## What needs to be done
Count the lines below that carry the word "axum". Answer with that number alone.

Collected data
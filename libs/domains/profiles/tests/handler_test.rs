//! Handler tests for the profiles JSON API
//!
//! These run the domain router against the in-memory repository and check
//! status codes and response bodies end to end.

use axum::Router;
use axum::body::Body;
use axum::http::{Request, StatusCode};
use domain_profiles::*;
use http_body_util::BodyExt;
use serde_json::{Value, json};
use tower::ServiceExt; // For oneshot()

fn app() -> Router {
    let service = ProfileService::new(InMemoryProfileRepository::new());
    handlers::router(service)
}

// Helper to parse JSON response body
async fn json_body<T: serde::de::DeserializeOwned>(body: Body) -> T {
    let bytes = body.collect().await.unwrap().to_bytes();
    serde_json::from_slice(&bytes).unwrap()
}

fn json_request(method: &str, uri: &str, body: Value) -> Request<Body> {
    Request::builder()
        .method(method)
        .uri(uri)
        .header("content-type", "application/json")
        .body(Body::from(body.to_string()))
        .unwrap()
}

async fn send(app: &Router, request: Request<Body>) -> (StatusCode, Value) {
    let response = app.clone().oneshot(request).await.unwrap();
    let status = response.status();
    (status, json_body(response.into_body()).await)
}

#[tokio::test]
async fn test_create_list_update_scenario() {
    let app = app();

    let (status, body) = send(
        &app,
        json_request(
            "POST",
            "/",
            json!({"fullname": "Ada Lovelace", "email": "Ada@Example.com", "age": 36}),
        ),
    )
    .await;
    assert_eq!(status, StatusCode::CREATED);
    assert_eq!(body, json!({"id": 1, "message": "created"}));

    let (status, users) = send(&app, Request::get("/").body(Body::empty()).unwrap()).await;
    assert_eq!(status, StatusCode::OK);
    assert_eq!(
        users,
        json!([{
            "id": 1,
            "fullname": "Ada Lovelace",
            "email": "ada@example.com",
            "age": 36,
            "bio": null
        }])
    );

    let (status, body) = send(
        &app,
        json_request(
            "PUT",
            "/1",
            json!({"fullname": "Ada King", "email": "ada@example.com", "bio": "Analyst"}),
        ),
    )
    .await;
    assert_eq!(status, StatusCode::OK);
    assert_eq!(body, json!({"id": 1, "message": "updated"}));

    let (_, users) = send(&app, Request::get("/").body(Body::empty()).unwrap()).await;
    assert_eq!(users[0]["fullname"], "Ada King");
    assert_eq!(users[0]["age"], Value::Null);
    assert_eq!(users[0]["bio"], "Analyst");
}

#[tokio::test]
async fn test_create_reports_first_failing_field() {
    let app = app();

    let cases = [
        (json!({"email": "ada@example.com"}), "fullname required"),
        (json!({"fullname": "Ada", "email": ""}), "email required"),
        (json!({"fullname": "Ada", "email": "not-an-email"}), "invalid email"),
        (
            json!({"fullname": "Ada", "email": "ada@example.com", "age": "old"}),
            "age must be an integer",
        ),
        (
            json!({"fullname": "Ada", "email": "ada@example.com", "age": 200}),
            "age out of range",
        ),
        (json!({"age": 5}), "fullname required"),
        (
            json!({"fullname": "Ada", "email": "ada@example.com", "age": ""}),
            "age must be an integer",
        ),
        (
            json!({"fullname": "Ada", "email": "ada@example.com", "age": "99999999999999999999"}),
            "age out of range",
        ),
    ];

    for (payload, expected) in cases {
        let (status, body) = send(&app, json_request("POST", "/", payload.clone())).await;
        assert_eq!(status, StatusCode::BAD_REQUEST, "{payload}");
        assert_eq!(body["error"], expected, "{payload}");
    }

    let (_, users) = send(&app, Request::get("/").body(Body::empty()).unwrap()).await;
    assert_eq!(users, json!([]));
}

#[tokio::test]
async fn test_blank_age_string_is_rejected() {
    let app = app();

    for age in ["", "   "] {
        let (status, body) = send(
            &app,
            json_request(
                "POST",
                "/",
                json!({"fullname": "Ada", "email": "ada@example.com", "age": age}),
            ),
        )
        .await;
        assert_eq!(status, StatusCode::BAD_REQUEST, "{age:?}");
        assert_eq!(body, json!({"error": "age must be an integer"}), "{age:?}");
    }

    let (_, users) = send(&app, Request::get("/").body(Body::empty()).unwrap()).await;
    assert_eq!(users, json!([]));
}

#[tokio::test]
async fn test_invalid_email_includes_message() {
    let app = app();
    let (_, body) = send(
        &app,
        json_request("POST", "/", json!({"fullname": "Ada", "email": "ada.example.com"})),
    )
    .await;
    assert_eq!(body["error"], "invalid email");
    assert!(body["message"].is_string());
}

#[tokio::test]
async fn test_malformed_json_is_treated_as_empty() {
    let app = app();
    let request = Request::builder()
        .method("POST")
        .uri("/")
        .header("content-type", "application/json")
        .body(Body::from("{not json"))
        .unwrap();

    let (status, body) = send(&app, request).await;
    assert_eq!(status, StatusCode::BAD_REQUEST);
    assert_eq!(body, json!({"error": "fullname required"}));
}

#[tokio::test]
async fn test_non_json_content_type_is_415() {
    let app = app();
    let request = Request::builder()
        .method("POST")
        .uri("/")
        .header("content-type", "text/plain")
        .body(Body::from(r#"{"fullname":"Ada","email":"ada@example.com"}"#))
        .unwrap();

    let response = app.clone().oneshot(request).await.unwrap();
    assert_eq!(response.status(), StatusCode::UNSUPPORTED_MEDIA_TYPE);

    let (_, users) = send(&app, Request::get("/").body(Body::empty()).unwrap()).await;
    assert_eq!(users, json!([]));
}

#[tokio::test]
async fn test_duplicate_email_is_case_insensitive() {
    let app = app();
    let payload = json!({"fullname": "Ada", "email": "ada@example.com"});
    let (status, _) = send(&app, json_request("POST", "/", payload)).await;
    assert_eq!(status, StatusCode::CREATED);

    let (status, body) = send(
        &app,
        json_request("POST", "/", json!({"fullname": "Other", "email": "ADA@example.com"})),
    )
    .await;
    assert_eq!(status, StatusCode::BAD_REQUEST);
    assert_eq!(body, json!({"error": "email already registered"}));

    let (_, users) = send(&app, Request::get("/").body(Body::empty()).unwrap()).await;
    assert_eq!(users.as_array().unwrap().len(), 1);
}

#[tokio::test]
async fn test_update_to_another_users_email() {
    let app = app();
    for (name, email) in [("Ada", "ada@example.com"), ("Alan", "alan@example.com")] {
        let (status, _) = send(
            &app,
            json_request("POST", "/", json!({"fullname": name, "email": email})),
        )
        .await;
        assert_eq!(status, StatusCode::CREATED);
    }

    let (status, body) = send(
        &app,
        json_request("PUT", "/2", json!({"fullname": "Alan", "email": "ada@example.com"})),
    )
    .await;
    assert_eq!(status, StatusCode::BAD_REQUEST);
    assert_eq!(body, json!({"error": "email already registered by another user"}));

    let (_, users) = send(&app, Request::get("/").body(Body::empty()).unwrap()).await;
    assert_eq!(users[1]["email"], "alan@example.com");
}

#[tokio::test]
async fn test_update_keeping_own_email() {
    let app = app();
    send(
        &app,
        json_request("POST", "/", json!({"fullname": "Ada", "email": "ada@example.com"})),
    )
    .await;

    let (status, _) = send(
        &app,
        json_request(
            "PUT",
            "/1",
            json!({"fullname": "Ada", "email": "ADA@example.com", "age": "40"}),
        ),
    )
    .await;
    assert_eq!(status, StatusCode::OK);
}

#[tokio::test]
async fn test_update_unknown_or_malformed_id_is_404() {
    let app = app();

    for uri in ["/99", "/abc"] {
        let (status, body) = send(
            &app,
            json_request("PUT", uri, json!({"fullname": "Ada", "email": "ada@example.com"})),
        )
        .await;
        assert_eq!(status, StatusCode::NOT_FOUND, "{uri}");
        assert_eq!(body["error"], "not found", "{uri}");
    }
}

## Solution for this problem
3